— Required action —
For the records below, count the lines containing the word "status" and reply with the number alone.

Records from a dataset
===

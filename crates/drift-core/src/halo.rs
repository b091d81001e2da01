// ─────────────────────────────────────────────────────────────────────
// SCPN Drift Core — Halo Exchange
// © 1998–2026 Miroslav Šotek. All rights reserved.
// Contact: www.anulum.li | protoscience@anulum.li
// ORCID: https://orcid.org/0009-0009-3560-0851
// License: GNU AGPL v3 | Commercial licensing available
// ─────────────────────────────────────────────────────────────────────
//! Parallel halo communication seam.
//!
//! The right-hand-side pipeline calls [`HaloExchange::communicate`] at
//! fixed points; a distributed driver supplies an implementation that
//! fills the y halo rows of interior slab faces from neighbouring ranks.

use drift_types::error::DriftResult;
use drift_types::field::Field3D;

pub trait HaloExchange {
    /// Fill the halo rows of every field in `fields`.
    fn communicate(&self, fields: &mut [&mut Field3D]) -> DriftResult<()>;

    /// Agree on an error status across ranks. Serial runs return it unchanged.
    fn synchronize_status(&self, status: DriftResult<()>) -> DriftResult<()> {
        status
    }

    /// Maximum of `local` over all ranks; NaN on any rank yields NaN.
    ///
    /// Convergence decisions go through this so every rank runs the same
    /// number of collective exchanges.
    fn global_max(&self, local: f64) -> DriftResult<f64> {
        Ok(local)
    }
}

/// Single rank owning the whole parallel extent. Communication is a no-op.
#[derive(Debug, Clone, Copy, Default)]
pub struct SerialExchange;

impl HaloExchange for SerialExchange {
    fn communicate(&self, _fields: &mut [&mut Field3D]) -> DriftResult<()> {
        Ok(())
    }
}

===

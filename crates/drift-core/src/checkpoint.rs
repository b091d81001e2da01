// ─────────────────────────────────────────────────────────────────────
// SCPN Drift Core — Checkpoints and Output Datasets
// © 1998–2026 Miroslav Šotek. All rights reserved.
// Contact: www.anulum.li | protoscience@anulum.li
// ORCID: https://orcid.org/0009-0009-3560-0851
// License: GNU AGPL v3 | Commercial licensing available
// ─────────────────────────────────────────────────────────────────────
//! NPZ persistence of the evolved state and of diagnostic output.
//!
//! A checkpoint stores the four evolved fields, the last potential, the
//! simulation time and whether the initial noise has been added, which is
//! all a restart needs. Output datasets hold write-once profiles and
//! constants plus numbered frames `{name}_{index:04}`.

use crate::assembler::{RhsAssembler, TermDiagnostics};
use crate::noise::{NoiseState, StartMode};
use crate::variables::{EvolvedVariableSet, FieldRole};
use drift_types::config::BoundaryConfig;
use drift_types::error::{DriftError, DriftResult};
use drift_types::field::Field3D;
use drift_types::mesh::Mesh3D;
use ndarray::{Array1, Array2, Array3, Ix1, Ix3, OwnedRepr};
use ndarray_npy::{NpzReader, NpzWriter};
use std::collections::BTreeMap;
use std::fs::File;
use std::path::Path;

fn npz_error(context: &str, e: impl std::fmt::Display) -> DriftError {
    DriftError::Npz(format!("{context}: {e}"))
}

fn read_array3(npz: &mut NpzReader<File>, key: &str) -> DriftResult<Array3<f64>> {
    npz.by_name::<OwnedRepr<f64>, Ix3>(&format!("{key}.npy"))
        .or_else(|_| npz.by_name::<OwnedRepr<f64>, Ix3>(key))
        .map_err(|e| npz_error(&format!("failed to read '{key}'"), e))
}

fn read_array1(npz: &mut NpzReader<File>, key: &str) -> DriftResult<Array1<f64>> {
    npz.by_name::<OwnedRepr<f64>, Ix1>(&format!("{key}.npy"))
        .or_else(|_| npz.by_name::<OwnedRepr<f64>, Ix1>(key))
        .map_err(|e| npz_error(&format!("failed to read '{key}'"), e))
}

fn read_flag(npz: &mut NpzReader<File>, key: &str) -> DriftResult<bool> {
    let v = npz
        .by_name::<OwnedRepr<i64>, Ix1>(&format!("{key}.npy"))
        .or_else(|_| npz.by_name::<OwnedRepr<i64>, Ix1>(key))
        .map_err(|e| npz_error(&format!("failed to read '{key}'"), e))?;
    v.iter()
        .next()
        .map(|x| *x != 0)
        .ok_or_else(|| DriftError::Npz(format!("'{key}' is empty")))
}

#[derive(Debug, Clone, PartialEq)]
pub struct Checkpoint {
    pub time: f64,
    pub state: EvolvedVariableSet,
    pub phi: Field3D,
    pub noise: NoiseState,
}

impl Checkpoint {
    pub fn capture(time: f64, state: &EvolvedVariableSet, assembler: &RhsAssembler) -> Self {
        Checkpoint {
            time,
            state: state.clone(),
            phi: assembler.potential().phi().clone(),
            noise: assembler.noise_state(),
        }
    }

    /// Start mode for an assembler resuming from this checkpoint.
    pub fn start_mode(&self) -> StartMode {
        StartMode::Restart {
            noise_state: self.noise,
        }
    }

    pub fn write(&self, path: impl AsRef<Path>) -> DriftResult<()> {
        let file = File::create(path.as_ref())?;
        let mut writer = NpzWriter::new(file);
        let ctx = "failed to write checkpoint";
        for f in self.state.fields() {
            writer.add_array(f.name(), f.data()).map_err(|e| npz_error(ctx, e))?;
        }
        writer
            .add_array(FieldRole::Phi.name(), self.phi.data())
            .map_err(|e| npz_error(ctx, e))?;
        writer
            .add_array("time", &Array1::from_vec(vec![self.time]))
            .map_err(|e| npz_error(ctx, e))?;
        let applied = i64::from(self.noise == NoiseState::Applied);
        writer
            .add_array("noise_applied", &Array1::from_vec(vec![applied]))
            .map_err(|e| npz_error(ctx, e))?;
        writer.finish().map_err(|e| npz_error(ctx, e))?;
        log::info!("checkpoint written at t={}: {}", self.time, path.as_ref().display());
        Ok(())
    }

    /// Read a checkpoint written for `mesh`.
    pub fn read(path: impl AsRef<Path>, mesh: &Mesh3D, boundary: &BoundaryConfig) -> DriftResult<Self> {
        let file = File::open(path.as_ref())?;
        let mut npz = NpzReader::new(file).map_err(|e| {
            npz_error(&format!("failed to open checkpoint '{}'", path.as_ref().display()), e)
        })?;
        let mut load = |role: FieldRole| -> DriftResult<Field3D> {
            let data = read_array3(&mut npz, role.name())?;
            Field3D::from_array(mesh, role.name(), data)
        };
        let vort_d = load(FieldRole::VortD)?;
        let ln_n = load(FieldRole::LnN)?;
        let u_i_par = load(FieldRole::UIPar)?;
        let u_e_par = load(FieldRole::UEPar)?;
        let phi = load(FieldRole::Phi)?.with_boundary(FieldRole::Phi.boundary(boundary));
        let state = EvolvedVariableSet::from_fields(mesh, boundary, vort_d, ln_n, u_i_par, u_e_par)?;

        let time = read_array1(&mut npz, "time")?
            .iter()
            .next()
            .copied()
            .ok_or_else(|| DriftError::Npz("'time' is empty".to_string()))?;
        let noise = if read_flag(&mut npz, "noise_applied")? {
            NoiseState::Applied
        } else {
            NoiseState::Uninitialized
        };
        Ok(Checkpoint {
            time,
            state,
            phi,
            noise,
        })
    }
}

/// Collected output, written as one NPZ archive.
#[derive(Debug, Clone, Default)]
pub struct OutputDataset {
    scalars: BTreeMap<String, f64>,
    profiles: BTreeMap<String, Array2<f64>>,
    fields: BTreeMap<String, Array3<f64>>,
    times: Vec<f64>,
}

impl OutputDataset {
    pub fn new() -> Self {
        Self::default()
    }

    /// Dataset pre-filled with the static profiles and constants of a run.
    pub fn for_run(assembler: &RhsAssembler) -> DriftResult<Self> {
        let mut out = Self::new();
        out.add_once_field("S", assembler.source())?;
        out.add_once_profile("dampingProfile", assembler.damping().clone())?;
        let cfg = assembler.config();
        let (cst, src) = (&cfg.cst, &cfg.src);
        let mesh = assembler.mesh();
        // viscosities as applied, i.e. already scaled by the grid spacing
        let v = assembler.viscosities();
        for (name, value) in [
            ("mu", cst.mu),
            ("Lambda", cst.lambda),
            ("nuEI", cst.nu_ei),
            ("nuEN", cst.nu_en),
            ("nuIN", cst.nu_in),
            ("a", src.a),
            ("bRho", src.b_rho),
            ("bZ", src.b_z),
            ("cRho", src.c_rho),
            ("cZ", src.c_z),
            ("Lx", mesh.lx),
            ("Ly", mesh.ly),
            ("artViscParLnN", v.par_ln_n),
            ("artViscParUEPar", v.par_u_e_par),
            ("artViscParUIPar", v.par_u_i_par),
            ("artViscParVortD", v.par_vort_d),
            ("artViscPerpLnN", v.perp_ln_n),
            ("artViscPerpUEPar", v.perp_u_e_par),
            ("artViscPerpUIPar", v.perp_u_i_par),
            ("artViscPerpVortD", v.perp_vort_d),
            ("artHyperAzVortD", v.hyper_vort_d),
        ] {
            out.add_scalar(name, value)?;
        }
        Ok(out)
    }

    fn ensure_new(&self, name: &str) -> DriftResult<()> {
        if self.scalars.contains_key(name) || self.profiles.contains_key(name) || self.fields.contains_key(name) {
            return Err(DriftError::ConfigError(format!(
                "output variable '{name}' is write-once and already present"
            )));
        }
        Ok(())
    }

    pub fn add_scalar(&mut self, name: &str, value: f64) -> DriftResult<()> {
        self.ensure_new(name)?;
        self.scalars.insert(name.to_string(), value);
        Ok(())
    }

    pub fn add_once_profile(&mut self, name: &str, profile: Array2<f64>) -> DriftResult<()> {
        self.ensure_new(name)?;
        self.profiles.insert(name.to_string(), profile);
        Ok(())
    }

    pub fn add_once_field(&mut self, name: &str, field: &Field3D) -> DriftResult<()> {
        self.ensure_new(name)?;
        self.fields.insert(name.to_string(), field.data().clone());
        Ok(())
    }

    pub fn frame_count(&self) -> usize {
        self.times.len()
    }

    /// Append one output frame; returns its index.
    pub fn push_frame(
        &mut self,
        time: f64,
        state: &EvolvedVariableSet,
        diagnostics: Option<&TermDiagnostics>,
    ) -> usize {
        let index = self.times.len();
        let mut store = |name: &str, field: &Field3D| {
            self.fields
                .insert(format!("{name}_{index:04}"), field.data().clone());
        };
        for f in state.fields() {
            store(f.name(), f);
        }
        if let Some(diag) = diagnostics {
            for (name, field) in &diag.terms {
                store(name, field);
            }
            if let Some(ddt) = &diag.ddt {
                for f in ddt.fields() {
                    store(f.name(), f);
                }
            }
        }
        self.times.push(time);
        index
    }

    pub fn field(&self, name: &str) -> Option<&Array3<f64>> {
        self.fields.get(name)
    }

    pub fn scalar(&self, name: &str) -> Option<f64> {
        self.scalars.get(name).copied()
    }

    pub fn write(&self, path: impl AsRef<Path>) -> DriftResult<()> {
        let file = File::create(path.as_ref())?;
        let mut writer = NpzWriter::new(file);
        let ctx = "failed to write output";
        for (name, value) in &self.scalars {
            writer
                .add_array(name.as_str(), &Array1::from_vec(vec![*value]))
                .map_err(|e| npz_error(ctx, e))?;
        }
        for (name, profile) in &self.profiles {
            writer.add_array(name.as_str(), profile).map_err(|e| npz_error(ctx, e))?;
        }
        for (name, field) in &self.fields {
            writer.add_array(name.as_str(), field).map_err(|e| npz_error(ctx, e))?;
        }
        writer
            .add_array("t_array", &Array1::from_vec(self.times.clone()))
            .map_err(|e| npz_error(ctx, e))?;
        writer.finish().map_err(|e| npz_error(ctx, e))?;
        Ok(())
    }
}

===

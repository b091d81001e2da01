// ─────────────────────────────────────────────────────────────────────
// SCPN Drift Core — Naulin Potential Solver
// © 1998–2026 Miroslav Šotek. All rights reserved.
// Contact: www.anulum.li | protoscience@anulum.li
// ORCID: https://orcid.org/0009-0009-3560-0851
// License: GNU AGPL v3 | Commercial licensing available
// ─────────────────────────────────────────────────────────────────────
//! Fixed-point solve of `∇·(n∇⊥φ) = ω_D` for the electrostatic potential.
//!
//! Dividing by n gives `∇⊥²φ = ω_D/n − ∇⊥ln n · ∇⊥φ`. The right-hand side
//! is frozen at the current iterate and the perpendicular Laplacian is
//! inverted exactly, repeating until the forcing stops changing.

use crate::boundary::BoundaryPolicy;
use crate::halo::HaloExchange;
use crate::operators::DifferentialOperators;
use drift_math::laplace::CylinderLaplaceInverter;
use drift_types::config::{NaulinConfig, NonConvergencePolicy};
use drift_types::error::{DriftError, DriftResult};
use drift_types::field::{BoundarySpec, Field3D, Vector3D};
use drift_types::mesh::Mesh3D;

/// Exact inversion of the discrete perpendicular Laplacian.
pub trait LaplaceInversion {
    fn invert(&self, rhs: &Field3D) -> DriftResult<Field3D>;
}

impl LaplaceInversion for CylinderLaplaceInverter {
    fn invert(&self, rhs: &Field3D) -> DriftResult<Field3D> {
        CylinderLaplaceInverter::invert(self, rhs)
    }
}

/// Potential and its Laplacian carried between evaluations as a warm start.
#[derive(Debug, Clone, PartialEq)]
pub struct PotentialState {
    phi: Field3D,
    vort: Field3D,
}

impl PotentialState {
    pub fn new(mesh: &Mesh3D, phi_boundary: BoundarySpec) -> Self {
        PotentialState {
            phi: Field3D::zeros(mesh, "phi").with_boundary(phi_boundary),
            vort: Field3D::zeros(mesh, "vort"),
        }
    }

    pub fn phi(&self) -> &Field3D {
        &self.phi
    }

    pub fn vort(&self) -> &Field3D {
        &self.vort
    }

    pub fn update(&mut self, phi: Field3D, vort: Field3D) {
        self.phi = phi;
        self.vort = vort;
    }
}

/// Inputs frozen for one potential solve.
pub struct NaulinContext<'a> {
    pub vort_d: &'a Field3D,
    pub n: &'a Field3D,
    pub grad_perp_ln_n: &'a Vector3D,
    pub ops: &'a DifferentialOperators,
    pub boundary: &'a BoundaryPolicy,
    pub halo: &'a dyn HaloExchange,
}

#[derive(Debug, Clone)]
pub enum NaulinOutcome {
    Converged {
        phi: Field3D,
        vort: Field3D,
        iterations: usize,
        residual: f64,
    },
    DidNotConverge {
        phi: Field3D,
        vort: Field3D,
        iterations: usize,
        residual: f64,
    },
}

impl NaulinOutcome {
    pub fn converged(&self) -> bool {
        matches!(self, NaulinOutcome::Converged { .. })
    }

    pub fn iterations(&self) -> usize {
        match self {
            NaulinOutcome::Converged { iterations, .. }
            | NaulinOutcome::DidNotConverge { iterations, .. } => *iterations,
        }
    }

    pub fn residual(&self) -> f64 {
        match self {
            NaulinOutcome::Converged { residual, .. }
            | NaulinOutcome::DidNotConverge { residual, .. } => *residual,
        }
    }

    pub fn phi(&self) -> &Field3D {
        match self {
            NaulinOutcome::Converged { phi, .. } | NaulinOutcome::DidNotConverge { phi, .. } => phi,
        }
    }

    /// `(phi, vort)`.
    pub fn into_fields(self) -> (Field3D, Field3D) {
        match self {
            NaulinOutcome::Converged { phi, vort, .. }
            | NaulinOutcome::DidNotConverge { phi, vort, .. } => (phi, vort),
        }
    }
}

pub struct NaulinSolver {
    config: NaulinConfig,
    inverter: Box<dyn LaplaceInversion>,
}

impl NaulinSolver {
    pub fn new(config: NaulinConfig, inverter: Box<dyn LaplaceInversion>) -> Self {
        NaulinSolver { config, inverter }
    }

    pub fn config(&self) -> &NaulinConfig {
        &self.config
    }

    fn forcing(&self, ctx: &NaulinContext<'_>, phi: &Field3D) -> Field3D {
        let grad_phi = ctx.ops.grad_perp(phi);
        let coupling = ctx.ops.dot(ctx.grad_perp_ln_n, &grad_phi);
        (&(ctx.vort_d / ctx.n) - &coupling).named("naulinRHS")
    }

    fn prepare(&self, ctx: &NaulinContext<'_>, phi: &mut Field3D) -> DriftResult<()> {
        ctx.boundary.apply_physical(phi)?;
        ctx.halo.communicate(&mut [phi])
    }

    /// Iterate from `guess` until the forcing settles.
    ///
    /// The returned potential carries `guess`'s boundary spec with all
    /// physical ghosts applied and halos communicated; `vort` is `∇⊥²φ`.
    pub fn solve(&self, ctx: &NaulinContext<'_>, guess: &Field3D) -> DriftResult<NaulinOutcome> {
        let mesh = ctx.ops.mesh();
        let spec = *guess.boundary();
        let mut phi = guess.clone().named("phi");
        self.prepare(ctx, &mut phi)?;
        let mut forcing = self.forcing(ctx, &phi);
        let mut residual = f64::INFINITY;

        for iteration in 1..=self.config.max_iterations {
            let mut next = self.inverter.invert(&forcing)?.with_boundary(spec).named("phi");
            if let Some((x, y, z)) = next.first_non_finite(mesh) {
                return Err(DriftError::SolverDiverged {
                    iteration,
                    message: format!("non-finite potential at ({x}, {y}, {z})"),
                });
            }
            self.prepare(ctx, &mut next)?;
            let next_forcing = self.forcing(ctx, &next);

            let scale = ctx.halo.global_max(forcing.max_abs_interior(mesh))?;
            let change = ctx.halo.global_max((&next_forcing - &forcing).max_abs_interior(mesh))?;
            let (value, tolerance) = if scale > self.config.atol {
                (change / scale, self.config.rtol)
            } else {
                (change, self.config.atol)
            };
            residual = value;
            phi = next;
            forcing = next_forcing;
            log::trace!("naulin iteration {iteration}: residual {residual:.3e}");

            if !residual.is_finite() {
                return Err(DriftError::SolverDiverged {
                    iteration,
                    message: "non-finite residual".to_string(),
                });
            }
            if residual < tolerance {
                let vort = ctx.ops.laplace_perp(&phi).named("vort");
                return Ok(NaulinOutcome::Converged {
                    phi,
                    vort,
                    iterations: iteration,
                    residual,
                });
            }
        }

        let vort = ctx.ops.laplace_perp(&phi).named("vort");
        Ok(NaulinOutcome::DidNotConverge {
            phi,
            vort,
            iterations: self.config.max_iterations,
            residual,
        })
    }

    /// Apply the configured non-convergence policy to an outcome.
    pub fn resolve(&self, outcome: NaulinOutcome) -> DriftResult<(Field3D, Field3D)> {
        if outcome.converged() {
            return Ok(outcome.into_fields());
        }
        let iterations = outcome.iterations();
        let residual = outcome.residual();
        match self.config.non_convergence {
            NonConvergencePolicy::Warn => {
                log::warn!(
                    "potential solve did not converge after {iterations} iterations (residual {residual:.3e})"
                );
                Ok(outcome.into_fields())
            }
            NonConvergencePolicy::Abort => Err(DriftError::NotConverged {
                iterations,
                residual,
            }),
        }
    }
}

===

— Exercise solution —
3